Comprenons bien le message de l’Évangile. Ce que Jésus reproche aux scribes et aux pharisiens, ce n’est ni leur fonction, ni leur titre, mais leur attitude : l’hypocrisie
 Jésus, lui-même, assumera en effet différents titres, il sera reconnu comme un grand rabbi, un grand prophète. Lors du lavement des pieds, il dira même : « Vous m’appelez ‘Maître’ et ‘Seigneur’, et vous avez raison, car vraiment je le suis. »
 Jésus tout au long de son ministère va dénoncer cette hypocrisie.
 Une telle insistance se comprend car l’hypocrisie discrédite absolument, à la fois la personne, mais aussi la fonction. Les exemples seraient hélas nombreux pour illustrer cette dérive.
 Comment porter crédit à quelqu’un dont l’enseignement est en contradiction avec sa conduite, dont le message ne correspond pas à son comportement concret ?

Frères et sœurs, cet Évangile n’est pas pour Jésus l’occasion de nous donner une simple leçon de morale, sur la modestie que nous risquons toujours d’oublier.

Bien plus profondément l’Évangile est une invitation à la contemplation du Christ lui-même.
 Le Christ qui, en sa personne, réalise la synthèse parfaite entre le message et le messager.
 Cette authenticité, cette humilité, ce sens du service, cette égalité profonde entre nous ; voilà le message de l’Évangile.
 Les saints en ont été à toutes les époques les témoins. La sainteté, voilà bien l’état dans lequel toutes ces questions de pouvoir, de préséances, sont parfaitement abolies. Cette fraternité nous l’espérons, nous nous efforçons maladroitement, souvent, de l’inaugurer.
 Le sanctuaire de Montligeon nous rappelle que Dieu nous promet ce temps où nous serons en communion parfaite avec Lui et entre nous ; c’est l’espérance vers laquelle nous marchons.
 Ce temps où pour rependre les paroles de Jésus, nous serons tous frères, nous n’aurons qu’un seul Père, où il n’y aura plus besoin de rabbis ou de maîtres.
 Le sanctuaire de Montligeon tourne notre regard vers la miséricorde de Dieu en considérant cette question du purgatoire.
 Ce sujet pose problème à certains chrétiens alors qu’il devrait tout au contraire nous réconforter. Le catéchisme de l’Église catholique en parle en des termes très simples : « Ceux qui meurent dans la grâce et l’amitié de Dieu, mais imparfaitement purifiés, bien qu’assurés de leur salut éternel, souffrent après leur mort une purification, afin d’obtenir la sainteté nécessaires pour entrer dans la joie du ciel. »
 Le purgatoire est présenté comme un temps d’attente, d’ultime préparation ; mais le plus important c’est cette assurance du salut éternel. Finalement croire au purgatoire c’est croire que ce que nous vivons sur terre ouvre à une perspective : celle de l’Amour. Croire au purgatoire c’est être renvoyé à nous-mêmes et à nos responsabilités, à cette question : Aimes-tu ?

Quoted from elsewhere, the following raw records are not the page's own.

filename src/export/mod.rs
pub mod api;
pub mod health;
use phf::phf_map;
use serde::{Deserialize, Serialize};

/// 医学专科枚举（封闭词表）
#[derive(Debug, Clone, Copy, PartialEq, Eq, Hash, PartialOrd, Ord, Serialize, Deserialize)]
pub enum Specialty {
    /// 心脏病学
    Cardiology,
    /// 肿瘤学
    Oncology,
    /// 放射学
    Radiology,
    /// 神经病学
    Neurology,
    /// 外科
    Surgery,
    /// 精神病学
    Psychiatry,
    /// 内分泌学
    Endocrinology,
    /// 全科医学
    #[serde(rename = "General Medicine")]
    GeneralMedicine,
    /// 其他
    Other,
}

/// 常见别名（小写）到专科的映射
static ALIASES: phf::Map<&'static str, Specialty> = phf_map! {
    "cardiology" => Specialty::Cardiology,
    "cardiovascular" => Specialty::Cardiology,
    "cardiac" => Specialty::Cardiology,
    "oncology" => Specialty::Oncology,
    "cancer" => Specialty::Oncology,
    "hematology/oncology" => Specialty::Oncology,
    "radiology" => Specialty::Radiology,
    "medical imaging" => Specialty::Radiology,
    "imaging" => Specialty::Radiology,
    "neurology" => Specialty::Neurology,
    "neuroscience" => Specialty::Neurology,
    "surgery" => Specialty::Surgery,
    "surgical" => Specialty::Surgery,
    "psychiatry" => Specialty::Psychiatry,
    "mental health" => Specialty::Psychiatry,
    "endocrinology" => Specialty::Endocrinology,
    "diabetes" => Specialty::Endocrinology,
    "general medicine" => Specialty::GeneralMedicine,
    "internal medicine" => Specialty::GeneralMedicine,
    "general practice" => Specialty::GeneralMedicine,
    "other" => Specialty::Other,
};

impl Specialty {
    /// 全部专科，按固定顺序
    pub const ALL: [Specialty; 9] = [
        Specialty::Cardiology,
        Specialty::Oncology,
        Specialty::Radiology,
        Specialty::Neurology,
        Specialty::Surgery,
        Specialty::Psychiatry,
        Specialty::Endocrinology,
        Specialty::GeneralMedicine,
        Specialty::Other,
    ];

    /// 获取标准名称
    pub fn name(self) -> &'static str {
        match self {
            Specialty::Cardiology => "Cardiology",
            Specialty::Oncology => "Oncology",
            Specialty::Radiology => "Radiology",
            Specialty::Neurology => "Neurology",
            Specialty::Surgery => "Surgery",
            Specialty::Psychiatry => "Psychiatry",
            Specialty::Endocrinology => "Endocrinology",
            Specialty::GeneralMedicine => "General Medicine",
            Specialty::Other => "Other",
        }
    }

    /// 尝试从字符串解析专科（标准名称或别名，忽略大小写）
    pub fn parse(s: &str) -> Option<Self> {
        let key = s
            .trim()
            .trim_matches(|c: char| c == '"' || c == '\'' || c == '.' || c == '*')
            .trim()
            .to_lowercase();
        ALIASES.get(key.as_str()).copied()
    }

    /// 智能查找专科（支持模糊匹配）
    pub fn find(s: &str) -> Option<Self> {
        // 先尝试精确匹配
        if let Some(specialty) = Self::parse(s) {
            return Some(specialty);
        }

        // 模糊匹配：标准名称优先，其次别名；"other" 不参与，避免误判
        let s_lower = s.to_lowercase();
        if let Some(specialty) = Self::ALL
            .iter()
            .copied()
            .filter(|sp| *sp != Specialty::Other)
            .find(|sp| s_lower.contains(&sp.name().to_lowercase()))
        {
            return Some(specialty);
        }

        let mut aliases: Vec<(&str, Specialty)> = ALIASES
            .entries()
            .filter(|(_, sp)| **sp != Specialty::Other)
            .map(|(alias, sp)| (*alias, *sp))
            .collect();
        // 长别名优先，结果与哈希顺序无关
        aliases.sort_by(|a, b| b.0.len().cmp(&a.0.len()).then(a.0.cmp(b.0)));
        aliases
            .into_iter()
            .find(|(alias, _)| s_lower.contains(alias))
            .map(|(_, sp)| sp)
    }

    /// 归一化模型返回的标签，无法识别时使用默认专科
    pub fn normalize(label: &str, default: Specialty) -> Self {
        Self::find(label).unwrap_or(default)
    }
}

impl std::fmt::Display for Specialty {
    fn fmt(&self, f: &mut std::fmt::Formatter<'_>) -> std::fmt::Result {
        write!(f, "{}", self.name())
    }
}
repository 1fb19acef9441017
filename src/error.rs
use std::time::Duration;

use thiserror::Error;

/// 应用程序错误类型
///
/// 只有配置错误和论文来源的非连接类错误会让整次运行中止，
/// 其余错误都在更小的范围内（单次调用 → 单篇论文 → 单个批次）被消化。
#[derive(Debug, Error)]
pub enum AppError {
    /// 配置错误
    #[error("配置错误: {0}")]
    Config(#[from] ConfigError),
    /// 论文来源错误
    #[error("论文来源错误: {0}")]
    Source(#[from] SourceError),
    /// 持久化错误
    #[error("存储错误: {0}")]
    Persistence(#[from] PersistenceError),
    /// LLM 调用错误
    #[error("LLM 调用错误: {0}")]
    Call(#[from] CallError),
}

/// 被 LLM 服务方拒绝的原因
#[derive(Debug, Clone, Copy, PartialEq, Eq)]
pub enum RejectionKind {
    /// 请求格式错误
    MalformedRequest,
    /// 认证失败
    Authentication,
    /// 触发内容策略
    ContentPolicy,
}

impl std::fmt::Display for RejectionKind {
    fn fmt(&self, f: &mut std::fmt::Formatter<'_>) -> std::fmt::Result {
        let label = match self {
            RejectionKind::MalformedRequest => "请求格式错误",
            RejectionKind::Authentication => "认证失败",
            RejectionKind::ContentPolicy => "内容策略拒绝",
        };
        f.write_str(label)
    }
}

/// LLM 服务方返回的错误
#[derive(Debug, Clone, Error)]
pub enum ProviderError {
    /// 请求频率限制
    #[error("请求频率限制, 建议等待: {retry_after:?}")]
    RateLimited { retry_after: Option<Duration> },
    /// 调用超时
    #[error("调用超时 ({after:?})")]
    Timeout { after: Duration },
    /// 服务不可用（过载、网络中断、空响应）
    #[error("服务不可用: {reason}")]
    Unavailable { reason: String },
    /// 请求被拒绝，不可重试
    #[error("请求被拒绝 ({kind}): {reason}")]
    Rejected { kind: RejectionKind, reason: String },
}

impl ProviderError {
    /// 是否为临时性错误（可退避重试）
    pub fn is_transient(&self) -> bool {
        !matches!(self, ProviderError::Rejected { .. })
    }

    /// 服务方建议的等待时间
    pub fn retry_after(&self) -> Option<Duration> {
        match self {
            ProviderError::RateLimited { retry_after } => *retry_after,
            _ => None,
        }
    }
}

/// 单次 LLM 调用（预算 + 重试之后）的最终错误
#[derive(Debug, Error)]
pub enum CallError {
    /// 等待 token 预算的次数超过上限
    #[error("token 预算耗尽: 已等待 {waits} 次仍无法获得额度")]
    BudgetExhausted { waits: u32 },
    /// 临时性错误，重试次数已用尽
    #[error("临时性错误, 已尝试 {attempts} 次: {source}")]
    TransientProviderError {
        attempts: u32,
        #[source]
        source: ProviderError,
    },
    /// 永久性错误，调用被拒绝
    #[error("调用被拒绝: {0}")]
    PermanentProviderError(#[source] ProviderError),
    /// 运行已取消
    #[error("运行已取消")]
    Cancelled,
}

impl CallError {
    /// 单篇论文层面是否值得在当前阶段再试一次
    pub fn is_transient(&self) -> bool {
        matches!(self, CallError::TransientProviderError { .. })
    }
}

/// 论文来源错误
#[derive(Debug, Error)]
pub enum SourceError {
    /// 无法连接到论文来源
    #[error("论文来源不可用 ({location}): {reason}")]
    Unavailable { location: String, reason: String },
    /// 论文记录不合法
    #[error("论文记录不合法 ({location}): {reason}")]
    InvalidRecord { location: String, reason: String },
}

/// 持久化错误
#[derive(Debug, Error)]
pub enum PersistenceError {
    /// 文件读写失败
    #[error("文件操作失败 ({path}): {source}")]
    Io {
        path: String,
        #[source]
        source: std::io::Error,
    },
    /// 序列化 / 反序列化失败
    #[error("JSON 序列化失败 ({path}): {source}")]
    Serialization {
        path: String,
        #[source]
        source: serde_json::Error,
    },
    /// 存储后端拒绝写入
    #[error("存储后端不可用: {0}")]
    Unavailable(String),
}

/// 配置错误
#[derive(Debug, Error)]
pub enum ConfigError {
    /// 环境变量解析失败
    #[error("环境变量 {var_name} 解析失败: 值 '{value}' 无法转换为 {expected_type}")]
    EnvVarParseFailed {
        var_name: String,
        value: String,
        expected_type: String,
    },
    /// 配置值超出允许范围
    #[error("配置项 {name} 不合法: {reason}")]
    OutOfRange { name: String, reason: String },
}

// ========== 便捷构造函数 ==========

impl SourceError {
    /// 创建来源不可用错误
    pub fn unavailable(location: impl Into<String>, reason: impl ToString) -> Self {
        SourceError::Unavailable {
            location: location.into(),
            reason: reason.to_string(),
        }
    }
}

impl PersistenceError {
    /// 创建文件读写错误
    pub fn io(path: impl Into<String>, source: std::io::Error) -> Self {
        PersistenceError::Io {
            path: path.into(),
            source,
        }
    }

    /// 创建 JSON 序列化错误
    pub fn serialization(path: impl Into<String>, source: serde_json::Error) -> Self {
        PersistenceError::Serialization {
            path: path.into(),
            source,
        }
    }
}

impl ConfigError {
    /// 创建取值范围错误
    pub fn out_of_range(name: impl Into<String>, reason: impl Into<String>) -> Self {
        ConfigError::OutOfRange {
            name: name.into(),
            reason: reason.into(),
        }
    }
}

// ========== Result 类型别名 ==========

/// 应用程序结果类型
pub type AppResult<T> = Result<T, AppError>;

#[cfg(test)]
mod tests {
    use super::*;

    #[test]
    fn test_provider_error_transient_mapping() {
        assert!(ProviderError::RateLimited { retry_after: None }.is_transient());
        assert!(ProviderError::Timeout {
            after: Duration::from_secs(1)
        }
        .is_transient());
        assert!(ProviderError::Unavailable {
            reason: "overloaded".into()
        }
        .is_transient());
        assert!(!ProviderError::Rejected {
            kind: RejectionKind::Authentication,
            reason: "bad key".into()
        }
        .is_transient());
    }

    #[test]
    fn test_only_exhausted_transient_call_errors_are_retryable() {
        let transient = CallError::TransientProviderError {
            attempts: 4,
            source: ProviderError::Timeout {
                after: Duration::from_secs(60),
            },
        };
        assert!(transient.is_transient());
        assert!(!CallError::BudgetExhausted { waits: 8 }.is_transient());
        assert!(!CallError::Cancelled.is_transient());
        assert!(!CallError::PermanentProviderError(ProviderError::Rejected {
            kind: RejectionKind::ContentPolicy,
            reason: "blocked".into()
        })
        .is_transient());
    }

    #[test]
    fn test_retry_after_only_for_rate_limit() {
        let hinted = ProviderError::RateLimited {
            retry_after: Some(Duration::from_secs(3)),
        };
        assert_eq!(hinted.retry_after(), Some(Duration::from_secs(3)));
        assert_eq!(
            ProviderError::Unavailable {
                reason: "x".into()
            }
            .retry_after(),
            None
        );
    }
}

Responsabilité aussi de prier pour ceux qui nous ont quittés.

Responsabilité fondamentale de vivre dès maintenant dans l’idéal de fraternité et de service que le Seigneur a inauguré pour nous.

À quelques jours de fêter la Toussaint et de vivre, le lendemain, la grande prière pour les défunts, demandons au Seigneur la grâce d’être disponibles et généreux dans la mise en œuvre de la réponse qu’il attend de nous.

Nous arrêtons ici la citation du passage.